Alex Mylona (Athens, 1920 - 2016) was a Greek sculptor, known for her multidimensional and experimental approach to art.

From an early age, she showed a talent for drawing, starting her first painting lessons at the age of 8. She studied at the Athens School of Fine Arts, in the workshop of Michael Tombros. In 1940, she married the lawyer and politician Georgios Mylonas, with whom she had three children, Maria Mylona - Kyriakidis, the contemporary artist Eleni Mylonas and the actor Alexandros Mylonas. In the 1960s, she established a studio in the Denfert-Rochereau area in Paris, where she had the opportunity to expand her artistic horizons. Her life was affected by the political persecution of her husband during the Greek junta. Her work was strongly supported by Nikos Hatzikyriakos-Ghikas and Iris Clert and she became acquainted with Christian Zervos, Henry Moore, Alberto Giacometti, Ossip Zadkine and Jean Arp.

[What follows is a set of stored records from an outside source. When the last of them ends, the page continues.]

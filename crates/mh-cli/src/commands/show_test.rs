use super::*;
use crate::cli::MethodArg;
use std::fs;
use std::path::{Path, PathBuf};
use tempfile::tempdir;

fn global_for(project_dir: &Path) -> GlobalArgs {
    GlobalArgs {
        verbose: false,
        project_dir: project_dir.to_path_buf(),
        config: None,
    }
}

fn write_default_migration(project_dir: &Path, sql: &str) {
    let migrations = project_dir.join("supabase/migrations");
    fs::create_dir_all(&migrations).unwrap();
    fs::write(migrations.join("011_chapter_system_enhancement.sql"), sql).unwrap();
}

#[test]
fn test_show_prints_sql_after_header() {
    let temp_dir = tempdir().unwrap();
    write_default_migration(temp_dir.path(), "SELECT 1;\n");

    let mut out = Vec::new();
    execute(&ShowArgs::default(), &global_for(temp_dir.path()), &mut out).unwrap();
    let text = String::from_utf8(out).unwrap();

    assert!(text.starts_with("📖 Applying migration 011_chapter_system_enhancement.sql...\n"));
    let header = text.find("Copy this SQL and run it in Supabase SQL Editor:").unwrap();
    let sql = text.find("SELECT 1;\n").unwrap();
    assert!(sql > header);
}

#[test]
fn test_show_missing_file_writes_nothing() {
    let temp_dir = tempdir().unwrap();

    let mut out = Vec::new();
    let err = execute(&ShowArgs::default(), &global_for(temp_dir.path()), &mut out).unwrap_err();

    assert!(out.is_empty());
    let chain = format!("{err:#}");
    assert!(chain.contains("Migration file not found"), "{chain}");
}

#[test]
fn test_show_explicit_path_wins_over_config() {
    let temp_dir = tempdir().unwrap();
    fs::write(
        temp_dir.path().join("handoff.yml"),
        "migration: does/not/exist.sql\n",
    )
    .unwrap();
    let explicit = temp_dir.path().join("one_off.sql");
    fs::write(&explicit, "DROP INDEX IF EXISTS idx_old;").unwrap();

    let args = ShowArgs {
        path: Some(explicit),
        method: vec![MethodArg::Manual],
    };
    let mut out = Vec::new();
    execute(&args, &global_for(temp_dir.path()), &mut out).unwrap();
    let text = String::from_utf8(out).unwrap();

    assert!(text.contains("METHOD 1: Manual SQL (Quick)"));
    assert!(text.ends_with("DROP INDEX IF EXISTS idx_old;\n"));
}

#[test]
fn test_show_relative_path_resolved_against_project_dir() {
    let temp_dir = tempdir().unwrap();
    fs::create_dir_all(temp_dir.path().join("hotfix")).unwrap();
    fs::write(
        temp_dir.path().join("hotfix/012_backfill.sql"),
        "UPDATE chapters SET color = 'blue';",
    )
    .unwrap();

    let args = ShowArgs {
        path: Some(PathBuf::from("hotfix/012_backfill.sql")),
        method: vec![MethodArg::Psql, MethodArg::Manual],
    };
    let mut out = Vec::new();
    execute(&args, &global_for(temp_dir.path()), &mut out).unwrap();
    let text = String::from_utf8(out).unwrap();

    let resolved = temp_dir.path().join("hotfix/012_backfill.sql");
    assert!(text.starts_with("📖 Applying migration 012_backfill.sql...\n"));
    assert!(text.contains(&resolved.display().to_string()));
    assert!(text.ends_with("UPDATE chapters SET color = 'blue';\n"));
}

#[test]
fn test_show_uses_configured_migration_and_methods() {
    let temp_dir = tempdir().unwrap();
    fs::write(
        temp_dir.path().join("handoff.yml"),
        r#"
migration: migrations/006_user_questions.sql
project_ref: abcd1234
methods: [psql]
psql:
  host: pooler.example.com
  password_env: DB_PASSWORD
"#,
    )
    .unwrap();
    fs::create_dir_all(temp_dir.path().join("migrations")).unwrap();
    fs::write(
        temp_dir.path().join("migrations/006_user_questions.sql"),
        "CREATE TABLE user_questions (id uuid);",
    )
    .unwrap();

    let mut out = Vec::new();
    execute(&ShowArgs::default(), &global_for(temp_dir.path()), &mut out).unwrap();
    let text = String::from_utf8(out).unwrap();

    assert!(text.contains("METHOD 1: Using psql (if installed)"));
    assert!(text.contains("PGPASSWORD=\"$DB_PASSWORD\" psql \\\n"));
    assert!(text.contains("-U postgres.abcd1234"));
    assert!(!text.contains("METHOD 2"));
    assert!(!text.contains("CREATE TABLE user_questions"));
}

#[test]
fn test_show_duplicate_methods_printed_once() {
    let temp_dir = tempdir().unwrap();
    write_default_migration(temp_dir.path(), "SELECT 1;");

    let args = ShowArgs {
        path: None,
        method: vec![MethodArg::Console, MethodArg::Console],
    };
    let mut out = Vec::new();
    execute(&args, &global_for(temp_dir.path()), &mut out).unwrap();
    let text = String::from_utf8(out).unwrap();

    assert_eq!(text.matches("Supabase SQL Editor (Recommended)").count(), 1);
}

#[test]
fn test_show_custom_template() {
    let temp_dir = tempdir().unwrap();
    write_default_migration(temp_dir.path(), "SELECT 1;");
    fs::write(
        temp_dir.path().join("handoff.yml"),
        "template: handoff.txt.j2\n",
    )
    .unwrap();
    fs::write(
        temp_dir.path().join("handoff.txt.j2"),
        "{{ file_name }} sha256:{{ checksum }}\n{{ sql }}\n",
    )
    .unwrap();

    let mut out = Vec::new();
    execute(&ShowArgs::default(), &global_for(temp_dir.path()), &mut out).unwrap();
    let text = String::from_utf8(out).unwrap();

    assert_eq!(
        text,
        format!(
            "011_chapter_system_enhancement.sql sha256:{}\nSELECT 1;\n",
            mh_core::compute_checksum("SELECT 1;")
        )
    );
}

#[test]
fn test_show_missing_explicit_config() {
    let temp_dir = tempdir().unwrap();
    write_default_migration(temp_dir.path(), "SELECT 1;");
    let global = GlobalArgs {
        config: Some(temp_dir.path().join("elsewhere.yml")),
        ..global_for(temp_dir.path())
    };

    let mut out = Vec::new();
    let result = execute(&ShowArgs::default(), &global, &mut out);

    assert!(result.is_err());
    assert!(out.is_empty());
}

Mylona represented Greece at the Venice Biennale, 1960, participated at the São Paulo Art Biennial, La Biennale de Montreal, and the Paris Biennale and the Salon de la jeune sculpture in Paris. She collaborated with several galleries in Greece and abroad, notably exhibiting with Galerie Denise René in Paris. Her artistic expression included series of sculptures in marble, metal and concrete, as well as paintings, prints and other materials.

In 1986, she had a retrospective exhibition at the National Gallery-Alexandros Soutsos Museum in Athens, Greece, curated by the museum director Dimitris Papastamos. In 2002, she established the Alex Mylonas Museum, which operates under the MOMus–Museum of Contemporary Art since 2019. The museum has a permanent collection of Mylonas's work on display and hosts temporary exhibitions of contemporary art.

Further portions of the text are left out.